## WHAT TO WORK ON
Transcribe the full listing with no word altered.

BEGIN SOURCE DATA

use thiserror::Error;

/// Run-level failure carrying the process exit code.
///
/// Exit codes: 2 = input/config/load error, 4 = output failure.
#[derive(Clone)]
pub struct AppError {
    exit_code: u8,
    message: String,
}

impl AppError {
    pub fn new(exit_code: u8, message: impl Into<String>) -> Self {
        Self {
            exit_code,
            message: message.into(),
        }
    }

    pub fn exit_code(&self) -> u8 {
        self.exit_code
    }
}

impl std::fmt::Display for AppError {
    fn fmt(&self, f: &mut std::fmt::Formatter<'_>) -> std::fmt::Result {
        write!(f, "{}", self.message)
    }
}

impl std::fmt::Debug for AppError {
    fn fmt(&self, f: &mut std::fmt::Formatter<'_>) -> std::fmt::Result {
        f.debug_struct("AppError")
            .field("exit_code", &self.exit_code)
            .field("message", &self.message)
            .finish()
    }
}

impl std::error::Error for AppError {}

/// Failure of a single insight (or its chart).
///
/// These never abort the run; the pipeline records them in the insight's slot.
#[derive(Error, Debug, Clone, PartialEq)]
pub enum InsightError {
    #[error("missing column `{0}`")]
    MissingColumn(&'static str),

    #[error("line {line}: invalid `Data_Order` value '{value}' (expected DD/MM/YYYY)")]
    DateParse { line: usize, value: String },

    #[error("line {line}: missing `Data_Order` value")]
    MissingDate { line: usize },

    #[error("no matching rows: {0}")]
    NoMatchingRows(String),

    #[error("chart rendering failed: {0}")]
    Chart(String),
}

impl From<InsightError> for AppError {
    fn from(value: InsightError) -> Self {
        AppError::new(2, value.to_string())
    }
}
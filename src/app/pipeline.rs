//! Shared "insight pipeline" logic used by every subcommand.
//!
//! Keeping this in one place avoids duplicating the core workflow:
//! load -> profile -> insights 1..10 (in order) -> charts
//!
//! Front-ends then only decide what to print.

use chrono::NaiveDate;
use tracing::{info, warn};

use crate::domain::{InsightConfig, SalesTable};
use crate::error::{AppError, InsightError};
use crate::insights::{
    CategoryLeader, DiscountAverages, DiscountTally, MonthlySegmentStats, SegmentTotals, SubcategoryRollup,
    YearSegmentTotal,
};
use crate::profile::{DatasetProfile, profile_table};

/// Results of the ten insights, in execution order.
///
/// Each slot holds its own outcome: a failed insight does not stop the rest.
#[derive(Debug, Clone, PartialEq)]
pub struct InsightRun {
    pub category_leader: Result<CategoryLeader, InsightError>,
    pub daily_sales: Result<Vec<(NaiveDate, f64)>, InsightError>,
    pub state_sales: Result<Vec<(String, f64)>, InsightError>,
    pub top_cities: Result<Vec<(String, f64)>, InsightError>,
    pub segment_sales: Result<SegmentTotals, InsightError>,
    pub yearly_segments: Result<Vec<YearSegmentTotal>, InsightError>,
    pub discount_tally: Result<DiscountTally, InsightError>,
    pub discount_averages: Result<DiscountAverages, InsightError>,
    pub monthly_stats: Result<Vec<MonthlySegmentStats>, InsightError>,
    pub subcategories: Result<SubcategoryRollup, InsightError>,
}

impl InsightRun {
    /// Number of insights that failed.
    pub fn failures(&self) -> usize {
        [
            self.category_leader.is_err(),
            self.daily_sales.is_err(),
            self.state_sales.is_err(),
            self.top_cities.is_err(),
            self.segment_sales.is_err(),
            self.yearly_segments.is_err(),
            self.discount_tally.is_err(),
            self.discount_averages.is_err(),
            self.monthly_stats.is_err(),
            self.subcategories.is_err(),
        ]
        .into_iter()
        .filter(|failed| *failed)
        .count()
    }
}

/// Load and (optionally) profile the dataset named by `config`.
pub fn load(config: &InsightConfig, profile: bool) -> Result<(SalesTable, Option<DatasetProfile>), AppError> {
    let table = crate::io::load_sales_table(&config.csv_path)?;
    let profile = profile.then(|| profile_table(&table, config.sample_rows));
    Ok((table, profile))
}

/// Run insights 1 to 10 in order, adding derived columns to `table` as needed.
pub fn run_insights(table: &mut SalesTable, config: &InsightConfig) -> InsightRun {
    use crate::insights as q;

    let threshold = config.discount_threshold;
    InsightRun {
        category_leader: logged(1, q::top_city_for_category(table, &config.category)),
        daily_sales: logged(2, q::sales_by_order_date(table)),
        state_sales: logged(3, q::sales_by_state(table)),
        top_cities: logged(4, q::top_cities(table, config.top_cities)),
        segment_sales: logged(5, q::sales_by_segment(table)),
        yearly_segments: logged(6, q::sales_by_year_segment(table)),
        discount_tally: logged(7, q::simulate_discount(table, threshold)),
        discount_averages: logged(8, q::discount_averages(table, threshold)),
        monthly_stats: logged(9, q::monthly_segment_stats(table)),
        subcategories: logged(10, q::top_subcategories(table, config.top_subcategories)),
    }
}

fn logged<T>(insight: u8, result: Result<T, InsightError>) -> Result<T, InsightError> {
    match &result {
        Ok(_) => info!(insight, "insight computed"),
        Err(e) => warn!(insight, error = %e, "insight failed"),
    }
    result
}

#[cfg(test)]
mod tests {
    use super::*;
    use crate::io::read_sales_table;

    const SALES: &str = "\
Category,Subcategory,City,State,Segment,Sales_Value,Data_Order
Office Supplies,Paper,Austin,Texas,Consumer,500,02/01/2020
Office Supplies,Binders,Dallas,Texas,Corporate,700,01/01/2020
Furniture,Chairs,Austin,Texas,Consumer,1200,02/01/2020
Technology,Phones,Seattle,Washington,Home Office,1500.5,15/12/2019
";

    #[test]
    fn all_insights_succeed_on_complete_data() {
        let mut table = read_sales_table(SALES.as_bytes()).unwrap();
        let run = run_insights(&mut table, &InsightConfig::default());
        assert_eq!(run.failures(), 0);
        assert_eq!(run.category_leader.as_ref().unwrap().city, "Dallas");
        assert_eq!(run.discount_tally.as_ref().unwrap().premium, 2);
        assert_eq!(table.derived.sales_value_discount, Some(1000.0));
        assert!(table.derived.month);
    }

    #[test]
    fn rerun_on_fresh_copy_is_identical() {
        let loaded = read_sales_table(SALES.as_bytes()).unwrap();
        let config = InsightConfig::default();

        let first = run_insights(&mut loaded.clone(), &config);
        let second = run_insights(&mut loaded.clone(), &config);
        assert_eq!(first, second);
    }

    #[test]
    fn bad_date_only_fails_date_insights() {
        let csv = SALES.replace("15/12/2019", "15/13/2019");
        let mut table = read_sales_table(csv.as_bytes()).unwrap();
        let run = run_insights(&mut table, &InsightConfig::default());

        assert_eq!(run.failures(), 3);
        assert!(matches!(run.daily_sales, Err(InsightError::DateParse { line: 5, .. })));
        assert!(run.yearly_segments.is_err());
        assert!(run.monthly_stats.is_err());
        assert!(run.subcategories.is_ok());
    }

    #[test]
    fn missing_category_reports_no_rows() {
        let mut table = read_sales_table(SALES.as_bytes()).unwrap();
        let config = InsightConfig {
            category: "Toys".to_string(),
            ..InsightConfig::default()
        };
        let run = run_insights(&mut table, &config);
        assert!(matches!(run.category_leader, Err(InsightError::NoMatchingRows(_))));
        assert_eq!(run.failures(), 1);
    }
}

END SOURCE DATA

## RESULT OF THE EXERCISE
use thiserror::Error;

/// Run-level failure carrying the process exit code.
///
/// Exit codes: 2 = input/config/load error, 4 = output failure.
#[derive(Clone)]
pub struct AppError {
    exit_code: u8,
    message: String,
}

impl AppError {
    pub fn new(exit_code: u8, message: impl Into<String>) -> Self {
        Self {
            exit_code,
            message: message.into(),
        }
    }

    pub fn exit_code(&self) -> u8 {
        self.exit_code
    }
}

impl std::fmt::Display for AppError {
    fn fmt(&self, f: &mut std::fmt::Formatter<'_>) -> std::fmt::Result {
        write!(f, "{}", self.message)
    }
}

impl std::fmt::Debug for AppError {
    fn fmt(&self, f: &mut std::fmt::Formatter<'_>) -> std::fmt::Result {
        f.debug_struct("AppError")
            .field("exit_code", &self.exit_code)
            .field("message", &self.message)
            .finish()
    }
}

impl std::error::Error for AppError {}

/// Failure of a single insight (or its chart).
///
/// These never abort the run; the pipeline records them in the insight's slot.
#[derive(Error, Debug, Clone, PartialEq)]
pub enum InsightError {
    #[error("missing column `{0}`")]
    MissingColumn(&'static str),

    #[error("line {line}: invalid `Data_Order` value '{value}' (expected DD/MM/YYYY)")]
    DateParse { line: usize, value: String },

    #[error("line {line}: missing `Data_Order` value")]
    MissingDate { line: usize },

    #[error("no matching rows: {0}")]
    NoMatchingRows(String),

    #[error("chart rendering failed: {0}")]
    Chart(String),
}

impl From<InsightError> for AppError {
    fn from(value: InsightError) -> Self {
        AppError::new(2, value.to_string())
    }
}
filename src/app/pipeline.rs
//! Shared "insight pipeline" logic used by every subcommand.
//!
//! Keeping this in one place avoids duplicating the core workflow:
//! load -> profile -> insights 1..10 (in order) -> charts
//!
//! Front-ends then only decide what to print.

use chrono::NaiveDate;
use tracing::{info, warn};

use crate::domain::{InsightConfig, SalesTable};
use crate::error::{AppError, InsightError};
use crate::insights::{
    CategoryLeader, DiscountAverages, DiscountTally, MonthlySegmentStats, SegmentTotals, SubcategoryRollup,
    YearSegmentTotal,
};
use crate::profile::{DatasetProfile, profile_table};

/// Results of the ten insights, in execution order.
///
/// Each slot holds its own outcome: a failed insight does not stop the rest.
#[derive(Debug, Clone, PartialEq)]
pub struct InsightRun {
    pub category_leader: Result<CategoryLeader, InsightError>,
    pub daily_sales: Result<Vec<(NaiveDate, f64)>, InsightError>,
    pub state_sales: Result<Vec<(String, f64)>, InsightError>,
    pub top_cities: Result<Vec<(String, f64)>, InsightError>,
    pub segment_sales: Result<SegmentTotals, InsightError>,
    pub yearly_segments: Result<Vec<YearSegmentTotal>, InsightError>,
    pub discount_tally: Result<DiscountTally, InsightError>,
    pub discount_averages: Result<DiscountAverages, InsightError>,
    pub monthly_stats: Result<Vec<MonthlySegmentStats>, InsightError>,
    pub subcategories: Result<SubcategoryRollup, InsightError>,
}

impl InsightRun {
    /// Number of insights that failed.
    pub fn failures(&self) -> usize {
        [
            self.category_leader.is_err(),
            self.daily_sales.is_err(),
            self.state_sales.is_err(),
            self.top_cities.is_err(),
            self.segment_sales.is_err(),
            self.yearly_segments.is_err(),
            self.discount_tally.is_err(),
            self.discount_averages.is_err(),
            self.monthly_stats.is_err(),
            self.subcategories.is_err(),
        ]
        .into_iter()
        .filter(|failed| *failed)
        .count()
    }
}

/// Load and (optionally) profile the dataset named by `config`.
pub fn load(config: &InsightConfig, profile: bool) -> Result<(SalesTable, Option<DatasetProfile>), AppError> {
    let table = crate::io::load_sales_table(&config.csv_path)?;
    let profile = profile.then(|| profile_table(&table, config.sample_rows));
    Ok((table, profile))
}

/// Run insights 1 to 10 in order, adding derived columns to `table` as needed.
pub fn run_insights(table: &mut SalesTable, config: &InsightConfig) -> InsightRun {
    use crate::insights as q;

    let threshold = config.discount_threshold;
    InsightRun {
        category_leader: logged(1, q::top_city_for_category(table, &config.category)),
        daily_sales: logged(2, q::sales_by_order_date(table)),
        state_sales: logged(3, q::sales_by_state(table)),
        top_cities: logged(4, q::top_cities(table, config.top_cities)),
        segment_sales: logged(5, q::sales_by_segment(table)),
        yearly_segments: logged(6, q::sales_by_year_segment(table)),
        discount_tally: logged(7, q::simulate_discount(table, threshold)),
        discount_averages: logged(8, q::discount_averages(table, threshold)),
        monthly_stats: logged(9, q::monthly_segment_stats(table)),
        subcategories: logged(10, q::top_subcategories(table, config.top_subcategories)),
    }
}

fn logged<T>(insight: u8, result: Result<T, InsightError>) -> Result<T, InsightError> {
    match &result {
        Ok(_) => info!(insight, "insight computed"),
        Err(e) => warn!(insight, error = %e, "insight failed"),
    }
    result
}

#[cfg(test)]
mod tests {
    use super::*;
    use crate::io::read_sales_table;

    const SALES: &str = "\
Category,Subcategory,City,State,Segment,Sales_Value,Data_Order
Office Supplies,Paper,Austin,Texas,Consumer,500,02/01/2020
Office Supplies,Binders,Dallas,Texas,Corporate,700,01/01/2020
Furniture,Chairs,Austin,Texas,Consumer,1200,02/01/2020
Technology,Phones,Seattle,Washington,Home Office,1500.5,15/12/2019
";

    #[test]
    fn all_insights_succeed_on_complete_data() {
        let mut table = read_sales_table(SALES.as_bytes()).unwrap();
        let run = run_insights(&mut table, &InsightConfig::default());
        assert_eq!(run.failures(), 0);
        assert_eq!(run.category_leader.as_ref().unwrap().city, "Dallas");
        assert_eq!(run.discount_tally.as_ref().unwrap().premium, 2);
        assert_eq!(table.derived.sales_value_discount, Some(1000.0));
        assert!(table.derived.month);
    }

    #[test]
    fn rerun_on_fresh_copy_is_identical() {
        let loaded = read_sales_table(SALES.as_bytes()).unwrap();
        let config = InsightConfig::default();

        let first = run_insights(&mut loaded.clone(), &config);
        let second = run_insights(&mut loaded.clone(), &config);
        assert_eq!(first, second);
    }

    #[test]
    fn bad_date_only_fails_date_insights() {
        let csv = SALES.replace("15/12/2019", "15/13/2019");
        let mut table = read_sales_table(csv.as_bytes()).unwrap();
        let run = run_insights(&mut table, &InsightConfig::default());

        assert_eq!(run.failures(), 3);
        assert!(matches!(run.daily_sales, Err(InsightError::DateParse { line: 5, .. })));
        assert!(run.yearly_segments.is_err());
        assert!(run.monthly_stats.is_err());
        assert!(run.subcategories.is_ok());
    }

    #[test]
    fn missing_category_reports_no_rows() {
        let mut table = read_sales_table(SALES.as_bytes()).unwrap();
        let config = InsightConfig {
            category: "Toys".to_string(),
            ..InsightConfig::default()
        };
        let run = run_insights(&mut table, &config);
        assert!(matches!(run.category_leader, Err(InsightError::NoMatchingRows(_))));
        assert_eq!(run.failures(), 1);
    }
}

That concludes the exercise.